One of few cassettes I still have - all taped off the radio, 1977

Yet I have such fond memories of recording on cassette.  Early on in my taping days, as a schoolgirl without enough pocket money to spend much on records,  it was the only way I would get to hear many songs more than once.  I’d tune in to John Peel, desperate to hear a session from Wire or Siouxsie & the Banshees for instance, but because it was a week night and everyone else had already gone to bed I had to keep the volume right down.  Between 10pm and midnight I could record Peelie’s musical choices with my ear pressed up against the speakers, straining to hear - and then play them, loudly, at last, when I got home from school the next day.  Late at night in the half-light of a table lamp, I’d be on standby with two fingers at the ready on the heavy, clunky ‘record’ and ‘play’ keys, or to let the ‘pause’ button on and off at the end of one and start of the next song.  I remember one fateful night when I somehow ended up getting it the wrong way round, like missing one step in a dance routine and staying out of synch for the entire duration; I was releasing the pause button when I thought I was pressing it, and ended up with all of John Peel’s dulcet-toned introductions and comments (so there were plenty of 'this one fades in slowly’s) but absolutely NO music…
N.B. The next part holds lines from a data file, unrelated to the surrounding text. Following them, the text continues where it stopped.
//! Hospital appointments

use chrono::NaiveDateTime;
use rusqlite::{params, Connection, Row};
use serde::{Deserialize, Serialize};

use crate::db::{DbError, DbResult};

/// Stored `date` + `time` format
pub const SLOT_FORMAT: &str = "%Y-%m-%d %H:%M";

#[derive(Debug, Clone, Copy, PartialEq, Eq, Serialize, Deserialize)]
pub enum AppointmentStatus {
    Scheduled,
    Cancelled,
    Completed,
}

impl AppointmentStatus {
    pub fn as_str(&self) -> &'static str {
        match self {
            AppointmentStatus::Scheduled => "Scheduled",
            AppointmentStatus::Cancelled => "Cancelled",
            AppointmentStatus::Completed => "Completed",
        }
    }

    pub fn from_str(s: &str) -> Self {
        match s.to_lowercase().as_str() {
            "cancelled" | "canceled" => AppointmentStatus::Cancelled,
            "completed" => AppointmentStatus::Completed,
            _ => AppointmentStatus::Scheduled,
        }
    }
}

#[derive(Debug, Clone, Serialize, Deserialize)]
pub struct Appointment {
    pub id: i64,
    pub user_id: i64,
    pub hospital_name: String,
    pub specialization: String,
    pub date: String,
    pub time: String,
    pub status: AppointmentStatus,
    pub reminder_sent: bool,
    pub created_at: String,
}

#[derive(Debug, Clone, Serialize, Deserialize)]
pub struct AppointmentCreate {
    pub user_id: i64,
    pub hospital_name: String,
    pub specialization: String,
    pub date: String,
    pub time: String,
}

impl Appointment {
    fn from_row(row: &Row) -> rusqlite::Result<Self> {
        Ok(Self {
            id: row.get("id")?,
            user_id: row.get("user_id")?,
            hospital_name: row.get("hospital_name")?,
            specialization: row.get("specialization")?,
            date: row.get("date")?,
            time: row.get("time")?,
            status: AppointmentStatus::from_str(&row.get::<_, String>("status")?),
            reminder_sent: row.get::<_, i32>("reminder_sent")? != 0,
            created_at: row.get("created_at")?,
        })
    }

    /// Start of the appointment, if the stored date and time parse
    pub fn slot(&self) -> Option<NaiveDateTime> {
        NaiveDateTime::parse_from_str(&format!("{} {}", self.date, self.time), SLOT_FORMAT).ok()
    }

    pub fn create(conn: &Connection, data: &AppointmentCreate) -> DbResult<Self> {
        conn.execute(
            "INSERT INTO appointments (user_id, hospital_name, specialization, date, time, status)
             VALUES (?1, ?2, ?3, ?4, ?5, ?6)",
            params![
                data.user_id,
                data.hospital_name,
                data.specialization,
                data.date,
                data.time,
                AppointmentStatus::Scheduled.as_str(),
            ],
        )?;

        let id = conn.last_insert_rowid();
        Self::get_by_id(conn, id)?.ok_or_else(|| DbError::NotFound(format!("appointment {}", id)))
    }

    pub fn get_by_id(conn: &Connection, id: i64) -> DbResult<Option<Self>> {
        let result = conn.query_row("SELECT * FROM appointments WHERE id = ?1", [id], Self::from_row);
        match result {
            Ok(appointment) => Ok(Some(appointment)),
            Err(rusqlite::Error::QueryReturnedNoRows) => Ok(None),
            Err(e) => Err(e.into()),
        }
    }

    /// Soonest first
    pub fn list_for_user(conn: &Connection, user_id: i64) -> DbResult<Vec<Self>> {
        let mut stmt = conn.prepare(
            "SELECT * FROM appointments WHERE user_id = ?1 ORDER BY date, time, id",
        )?;
        let appointments = stmt
            .query_map([user_id], Self::from_row)?
            .collect::<Result<Vec<_>, _>>()?;
        Ok(appointments)
    }

    /// Cancel one of the user's appointments. `None` if it isn't theirs.
    pub fn cancel(conn: &Connection, user_id: i64, id: i64) -> DbResult<Option<Self>> {
        let rows = conn.execute(
            "UPDATE appointments SET status = ?1 WHERE id = ?2 AND user_id = ?3",
            params![AppointmentStatus::Cancelled.as_str(), id, user_id],
        )?;
        if rows == 0 {
            return Ok(None);
        }
        Self::get_by_id(conn, id)
    }

    /// Scheduled, un-reminded appointments starting between `from` and `to`, inclusive.
    /// Stored dates and times are zero-padded, so the slot text compares in time order.
    pub fn awaiting_reminder(conn: &Connection, from: NaiveDateTime, to: NaiveDateTime) -> DbResult<Vec<Self>> {
        let mut stmt = conn.prepare(
            "SELECT * FROM appointments
             WHERE status = 'Scheduled' AND reminder_sent = 0
               AND (date || ' ' || time) BETWEEN ?1 AND ?2
             ORDER BY date, time, id",
        )?;
        let appointments = stmt
            .query_map(
                params![from.format(SLOT_FORMAT).to_string(), to.format(SLOT_FORMAT).to_string()],
                Self::from_row,
            )?
            .collect::<Result<Vec<_>, _>>()?;
        Ok(appointments)
    }

    pub fn mark_reminder_sent(conn: &Connection, id: i64) -> DbResult<()> {
        conn.execute("UPDATE appointments SET reminder_sent = 1 WHERE id = ?1", [id])?;
        Ok(())
    }
}
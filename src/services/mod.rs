//! External collaborators
//!
//! Chat completion, hospital lookup and outbound mail sit behind traits so the
//! server can be wired with the real adapters or with in-memory ones.

pub mod chat;
pub mod error;
pub mod mail;
pub mod places;

pub use chat::{ChatClient, ChatRole, ChatTurn, GeminiClient};
pub use error::{ServiceError, ServiceResult};
pub use mail::{LogMailer, Mailer};
pub use places::{GoogleMapsPlaces, Hospital, OfflineDirectory, PlacesClient};
//! Errors from the external collaborators

use thiserror::Error;

#[derive(Debug, Error)]
pub enum ServiceError {
    #[error("HTTP request failed: {0}")]
    Http(#[from] reqwest::Error),

    #[error("{service} returned status {status}: {message}")]
    Api {
        service: &'static str,
        status: String,
        message: String,
    },

    #[error("Unexpected response: {0}")]
    Parse(String),
}

pub type ServiceResult<T> = Result<T, ServiceError>;
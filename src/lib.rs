//! Bloom Library
//!
//! Pregnancy companion: calculators, records, and the MCP server over them.

pub mod build_info;
pub mod calculators;
pub mod config;
pub mod db;
pub mod mcp;
pub mod models;
pub mod services;
pub mod tools;
//! Create the Bloom database and seed the exercise catalogue
//! Usage: cargo run --bin init_db

use bloom::config::Config;
use bloom::db::{migrations, Database};
use bloom::models::Exercise;

fn main() -> Result<(), Box<dyn std::error::Error>> {
    let config = Config::load();
    println!("Database: {}", config.database_path.display());

    if let Some(parent) = config.database_path.parent() {
        std::fs::create_dir_all(parent)?;
    }
    std::fs::create_dir_all(&config.upload_dir)?;

    let database = Database::open_migrated(&config.database_path)?;

    database.with_conn(|conn| {
        let version = migrations::get_schema_version(conn)?;
        let exercises = Exercise::list(conn)?;
        println!("Schema version: {}", version);
        println!("Exercises in catalogue: {}", exercises.len());
        for exercise in &exercises {
            println!("  {} ({}, {})", exercise.name, exercise.trimester, exercise.difficulty);
        }
        Ok(())
    })?;

    println!("Upload directory: {}", config.upload_dir.display());
    println!("Done.");
    Ok(())
}
//! Display preference tools

use crate::db::Database;
use crate::models::{PreferencesUpdate, User, UserPreferences};

pub fn get_preferences(db: &Database, user_id: i64) -> Result<UserPreferences, String> {
    let conn = db.get_conn().map_err(|e| format!("Database error: {}", e))?;
    UserPreferences::get(&conn, user_id).map_err(|e| format!("Failed to load preferences: {}", e))
}

/// Fields left out keep their stored (or default) value
pub fn save_preferences(db: &Database, user_id: i64, update: &PreferencesUpdate) -> Result<UserPreferences, String> {
    if update.theme_color.as_deref().is_some_and(|c| c.trim().is_empty()) {
        return Err("Theme color cannot be empty".to_string());
    }
    if update.language.as_deref().is_some_and(|l| l.trim().is_empty()) {
        return Err("Language cannot be empty".to_string());
    }

    let conn = db.get_conn().map_err(|e| format!("Database error: {}", e))?;
    User::require(&conn, user_id).map_err(|e| e.to_string())?;
    UserPreferences::save(&conn, user_id, update).map_err(|e| format!("Failed to save preferences: {}", e))
}

#[cfg(test)]
mod tests {
    use super::*;
    use crate::db::connection::testing::temp_database;
    use crate::tools::accounts;

    #[test]
    fn test_defaults_and_merge() {
        let (_dir, db) = temp_database();
        let user_id = accounts::register(&db, "Asha", "555-0100", "pw", None).unwrap().done().unwrap().user_id;

        let defaults = get_preferences(&db, user_id).unwrap();
        assert!(!defaults.dark_mode);
        assert_eq!(defaults.theme_color, "blue");
        assert_eq!(defaults.language, "en");

        let saved = save_preferences(
            &db,
            user_id,
            &PreferencesUpdate {
                dark_mode: Some(true),
                ..Default::default()
            },
        )
        .unwrap();
        assert!(saved.dark_mode);
        assert_eq!(saved.theme_color, "blue");
        assert_eq!(get_preferences(&db, user_id).unwrap(), saved);
    }

    #[test]
    fn test_rejects_blank_values() {
        let (_dir, db) = temp_database();
        let user_id = accounts::register(&db, "Asha", "555-0100", "pw", None).unwrap().done().unwrap().user_id;
        let update = PreferencesUpdate {
            language: Some(" ".into()),
            ..Default::default()
        };
        assert!(save_preferences(&db, user_id, &update).is_err());
    }
}
//! Hospital search and appointment tools

use chrono::{Duration, NaiveDate, NaiveDateTime, NaiveTime};
use serde::Serialize;
use tracing::{info, warn};

use crate::db::Database;
use crate::models::{Appointment, AppointmentCreate, User};
use crate::services::places::specializations;
use crate::services::{Hospital, Mailer, PlacesClient};

/// Reminders go out for appointments starting this many minutes ahead, inclusive
pub const REMINDER_WINDOW_MINUTES: (i64, i64) = (15, 120);

#[derive(Debug, Serialize)]
pub struct FindHospitalsResponse {
    pub source: &'static str,
    pub hospitals: Vec<Hospital>,
    pub count: usize,
}

#[derive(Debug, Serialize)]
pub struct BookingResponse {
    pub appointment: Appointment,
    pub confirmation_sent: bool,
}

#[derive(Debug, Serialize)]
pub struct ListAppointmentsResponse {
    pub appointments: Vec<Appointment>,
    pub total: usize,
}

#[derive(Debug, Serialize)]
pub struct SpecializationsResponse {
    pub specializations: Vec<&'static str>,
}

#[derive(Debug, Serialize)]
pub struct ReminderRunResponse {
    pub checked: usize,
    pub sent: usize,
    pub failed: usize,
    /// No email on file; marked so they are not picked up again
    pub skipped: usize,
}

pub async fn find_hospitals(
    places: &dyn PlacesClient,
    location: &str,
    specialization: &str,
) -> Result<FindHospitalsResponse, String> {
    let location = location.trim();
    if location.is_empty() {
        return Err("Location is required".to_string());
    }

    let hospitals = places
        .find_hospitals(location, specialization.trim())
        .await
        .map_err(|e| format!("Hospital search failed: {}", e))?;
    info!("Found {} hospitals near '{}' via {}", hospitals.len(), location, places.source());

    Ok(FindHospitalsResponse {
        source: places.source(),
        count: hospitals.len(),
        hospitals,
    })
}

pub fn list_specializations() -> SpecializationsResponse {
    SpecializationsResponse {
        specializations: specializations(),
    }
}

/// Book a slot and mail a confirmation when the user has an address.
/// A failed mail is logged; the booking stands.
pub async fn book_appointment(
    db: &Database,
    mailer: &dyn Mailer,
    user_id: i64,
    hospital_name: &str,
    specialization: &str,
    date: &str,
    time: &str,
) -> Result<BookingResponse, String> {
    let hospital_name = hospital_name.trim();
    if hospital_name.is_empty() {
        return Err("Hospital name is required".to_string());
    }
    let date = NaiveDate::parse_from_str(date.trim(), "%Y-%m-%d")
        .map_err(|_| format!("Invalid date '{}'. Use YYYY-MM-DD.", date))?;
    let time = NaiveTime::parse_from_str(time.trim(), "%H:%M")
        .map_err(|_| format!("Invalid time '{}'. Use HH:MM.", time))?;

    let (appointment, user) = {
        let conn = db.get_conn().map_err(|e| format!("Database error: {}", e))?;
        let user = User::require(&conn, user_id).map_err(|e| e.to_string())?;
        let appointment = Appointment::create(
            &conn,
            &AppointmentCreate {
                user_id,
                hospital_name: hospital_name.to_string(),
                specialization: specialization.trim().to_string(),
                date: date.format("%Y-%m-%d").to_string(),
                time: time.format("%H:%M").to_string(),
            },
        )
        .map_err(|e| format!("Failed to book appointment: {}", e))?;
        (appointment, user)
    };
    info!("Booked appointment {} for user {}", appointment.id, user_id);

    let mut confirmation_sent = false;
    if let Some(email) = user.email.as_deref() {
        let body = format!(
            "Hi {},\n\nYour appointment at {} has been confirmed for {} {}.\n\nThank you!",
            user.name, appointment.hospital_name, appointment.date, appointment.time
        );
        match mailer.send(email, "Appointment Confirmation", &body).await {
            Ok(()) => confirmation_sent = true,
            Err(e) => warn!("Confirmation for appointment {} not sent: {}", appointment.id, e),
        }
    }

    Ok(BookingResponse {
        appointment,
        confirmation_sent,
    })
}

pub fn list_appointments(db: &Database, user_id: i64) -> Result<ListAppointmentsResponse, String> {
    let conn = db.get_conn().map_err(|e| format!("Database error: {}", e))?;
    let appointments = Appointment::list_for_user(&conn, user_id)
        .map_err(|e| format!("Failed to list appointments: {}", e))?;

    Ok(ListAppointmentsResponse {
        total: appointments.len(),
        appointments,
    })
}

/// `None` when the appointment doesn't exist or isn't the user's
pub fn cancel_appointment(db: &Database, user_id: i64, appointment_id: i64) -> Result<Option<Appointment>, String> {
    let conn = db.get_conn().map_err(|e| format!("Database error: {}", e))?;
    let cancelled = Appointment::cancel(&conn, user_id, appointment_id)
        .map_err(|e| format!("Failed to cancel appointment: {}", e))?;
    if let Some(appointment) = &cancelled {
        info!("Cancelled appointment {} for user {}", appointment.id, user_id);
    }
    Ok(cancelled)
}

fn in_reminder_window(slot: NaiveDateTime, now: NaiveDateTime) -> bool {
    let (from, to) = REMINDER_WINDOW_MINUTES;
    slot >= now + Duration::minutes(from) && slot <= now + Duration::minutes(to)
}

/// Send one reminder per scheduled appointment starting soon after `now`.
/// Users without an email are skipped and their appointment is marked as reminded.
pub async fn send_appointment_reminders(
    db: &Database,
    mailer: &dyn Mailer,
    now: NaiveDateTime,
) -> Result<ReminderRunResponse, String> {
    let (from, to) = REMINDER_WINDOW_MINUTES;
    let due: Vec<(Appointment, User)> = {
        let conn = db.get_conn().map_err(|e| format!("Database error: {}", e))?;
        let pending = Appointment::awaiting_reminder(&conn, now + Duration::minutes(from), now + Duration::minutes(to))
            .map_err(|e| format!("Failed to load appointments: {}", e))?;

        let mut due = Vec::new();
        for appointment in pending {
            // Stored slots have minute precision; `now` may not
            if !appointment.slot().is_some_and(|slot| in_reminder_window(slot, now)) {
                continue;
            }
            let user = User::get_by_id(&conn, appointment.user_id)
                .map_err(|e| format!("Failed to load user: {}", e))?;
            if let Some(user) = user {
                due.push((appointment, user));
            }
        }
        due
    };

    let mut response = ReminderRunResponse {
        checked: due.len(),
        sent: 0,
        failed: 0,
        skipped: 0,
    };

    for (appointment, user) in due {
        let Some(email) = user.email.as_deref() else {
            let conn = db.get_conn().map_err(|e| format!("Database error: {}", e))?;
            Appointment::mark_reminder_sent(&conn, appointment.id)
                .map_err(|e| format!("Failed to update appointment: {}", e))?;
            response.skipped += 1;
            continue;
        };
        let body = format!(
            "Hi {},\n\nThis is a reminder for your appointment at {} on {} at {}.\n\nThank you!",
            user.name, appointment.hospital_name, appointment.date, appointment.time
        );
        match mailer.send(email, "Appointment Reminder", &body).await {
            Ok(()) => {
                let conn = db.get_conn().map_err(|e| format!("Database error: {}", e))?;
                Appointment::mark_reminder_sent(&conn, appointment.id)
                    .map_err(|e| format!("Failed to update appointment: {}", e))?;
                response.sent += 1;
            }
            Err(e) => {
                warn!("Reminder for appointment {} not sent: {}", appointment.id, e);
                response.failed += 1;
            }
        }
    }

    if response.sent > 0 || response.skipped > 0 {
        info!(
            "Sent {} appointment reminders, skipped {} without email",
            response.sent, response.skipped
        );
    }
    Ok(response)
}

#[cfg(test)]
mod tests {
    use super::*;
    use crate::db::connection::testing::temp_database;
    use crate::services::mail::testing::MemoryMailer;
    use crate::services::OfflineDirectory;
    use crate::tools::accounts;

    fn user_with_email(db: &Database) -> i64 {
        let user = accounts::register(db, "Asha", "555-0100", "pw", Some("asha@example.com"))
            .unwrap()
            .done()
            .unwrap();
        user.user_id
    }

    fn at(s: &str) -> NaiveDateTime {
        NaiveDateTime::parse_from_str(s, "%Y-%m-%d %H:%M").unwrap()
    }

    #[tokio::test]
    async fn test_find_hospitals_offline() {
        let found = find_hospitals(&OfflineDirectory, "Springfield", "Gynecologist").await.unwrap();
        assert_eq!(found.source, "Offline directory");
        assert_eq!(found.count, found.hospitals.len());
        assert!(found.count > 0);

        assert!(find_hospitals(&OfflineDirectory, "  ", "Gynecologist").await.is_err());
    }

    #[tokio::test]
    async fn test_booking_sends_confirmation() {
        let (_dir, db) = temp_database();
        let user_id = user_with_email(&db);
        let mailer = MemoryMailer::default();

        let booked = book_appointment(&db, &mailer, user_id, "City General Hospital", "Gynecologist", "2025-06-01", "09:30")
            .await
            .unwrap();
        assert!(booked.confirmation_sent);
        assert_eq!(booked.appointment.date, "2025-06-01");

        let sent = mailer.sent();
        assert_eq!(sent.len(), 1);
        assert_eq!(sent[0].to, "asha@example.com");
        assert_eq!(
            sent[0].body,
            "Hi Asha,\n\nYour appointment at City General Hospital has been confirmed for 2025-06-01 09:30.\n\nThank you!"
        );
    }

    #[tokio::test]
    async fn test_booking_validates_slot() {
        let (_dir, db) = temp_database();
        let user_id = user_with_email(&db);
        let mailer = MemoryMailer::default();

        assert!(book_appointment(&db, &mailer, user_id, "City", "ENT", "06/01/2025", "09:30").await.is_err());
        assert!(book_appointment(&db, &mailer, user_id, "City", "ENT", "2025-06-01", "9.30am").await.is_err());
        assert!(list_appointments(&db, user_id).unwrap().appointments.is_empty());
    }

    #[tokio::test]
    async fn test_reminder_window_and_single_send() {
        let (_dir, db) = temp_database();
        let user_id = user_with_email(&db);
        let mailer = MemoryMailer::default();

        for time in ["10:10", "10:15", "12:00", "12:01"] {
            book_appointment(&db, &mailer, user_id, "City", "ENT", "2025-06-01", time).await.unwrap();
        }
        let confirmations = mailer.sent().len();

        let run = send_appointment_reminders(&db, &mailer, at("2025-06-01 10:00")).await.unwrap();
        assert_eq!(run.sent, 2);

        let reminders: Vec<_> = mailer.sent().into_iter().skip(confirmations).collect();
        assert!(reminders.iter().all(|m| m.subject == "Appointment Reminder"));

        let again = send_appointment_reminders(&db, &mailer, at("2025-06-01 10:00")).await.unwrap();
        assert_eq!(again.sent, 0);
    }

    #[tokio::test]
    async fn test_reminders_without_email_are_skipped_once() {
        let (_dir, db) = temp_database();
        let user_id = accounts::register(&db, "Mira", "555-0101", "pw", None)
            .unwrap()
            .done()
            .unwrap()
            .user_id;
        let mailer = MemoryMailer::default();

        book_appointment(&db, &mailer, user_id, "City", "ENT", "2025-06-01", "10:30").await.unwrap();
        assert!(mailer.sent().is_empty());

        let run = send_appointment_reminders(&db, &mailer, at("2025-06-01 10:00")).await.unwrap();
        assert_eq!((run.checked, run.sent, run.skipped), (1, 0, 1));

        let again = send_appointment_reminders(&db, &mailer, at("2025-06-01 10:05")).await.unwrap();
        assert_eq!(again.checked, 0);
        assert!(mailer.sent().is_empty());
        assert!(list_appointments(&db, user_id).unwrap().appointments[0].reminder_sent);
    }

    #[tokio::test]
    async fn test_past_appointments_are_not_loaded() {
        let (_dir, db) = temp_database();
        let user_id = user_with_email(&db);
        let mailer = MemoryMailer::default();

        book_appointment(&db, &mailer, user_id, "City", "ENT", "2025-05-30", "09:00").await.unwrap();
        book_appointment(&db, &mailer, user_id, "City", "ENT", "2025-06-01", "10:14").await.unwrap();
        book_appointment(&db, &mailer, user_id, "City", "ENT", "2025-06-02", "10:30").await.unwrap();

        let run = send_appointment_reminders(&db, &mailer, at("2025-06-01 10:00")).await.unwrap();
        assert_eq!((run.checked, run.sent, run.failed, run.skipped), (0, 0, 0, 0));
    }

    #[tokio::test]
    async fn test_cancelled_appointments_get_no_reminder() {
        let (_dir, db) = temp_database();
        let user_id = user_with_email(&db);
        let mailer = MemoryMailer::default();

        let booked = book_appointment(&db, &mailer, user_id, "City", "ENT", "2025-06-01", "11:00").await.unwrap();
        assert!(cancel_appointment(&db, user_id + 1, booked.appointment.id).unwrap().is_none());
        assert!(cancel_appointment(&db, user_id, booked.appointment.id).unwrap().is_some());

        let run = send_appointment_reminders(&db, &mailer, at("2025-06-01 10:00")).await.unwrap();
        assert_eq!(run.checked, 0);
    }

    #[test]
    fn test_specialization_list() {
        let list = list_specializations().specializations;
        assert_eq!(list.len(), 21);
        assert!(list.contains(&"Gynecologist"));
    }
}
Best of all, perhaps, was the chance to make compilation tapes for special people.  Every tape had character, maybe even a bit of covert meaning, and a great deal of thought, care and, sometimes, passion went into the compiling of them.  It still does with CDRs, of course, and with these we can have fun making up our own fancy full-colour covers (and tracklistings that are actually legible) with technology that we could only dream of back in the cassette heyday, but there was definitely something about the handmade-ness of a taped comp that was so endearing.  The handwriting of the person who made it for you was somehow comforting and extremely personal, or if you were making it for someone else you might deliberate over your (miniscule) calligraphy like it was a love letter - which in some instances, perhaps, it was.  Sometimes you even heard the needle in the groove of a 45rpm or - if the tape’s creator wasn’t quite spot on with the timings - the sound of it alighting on, or lifting off, the vinyl.  It was like you were there.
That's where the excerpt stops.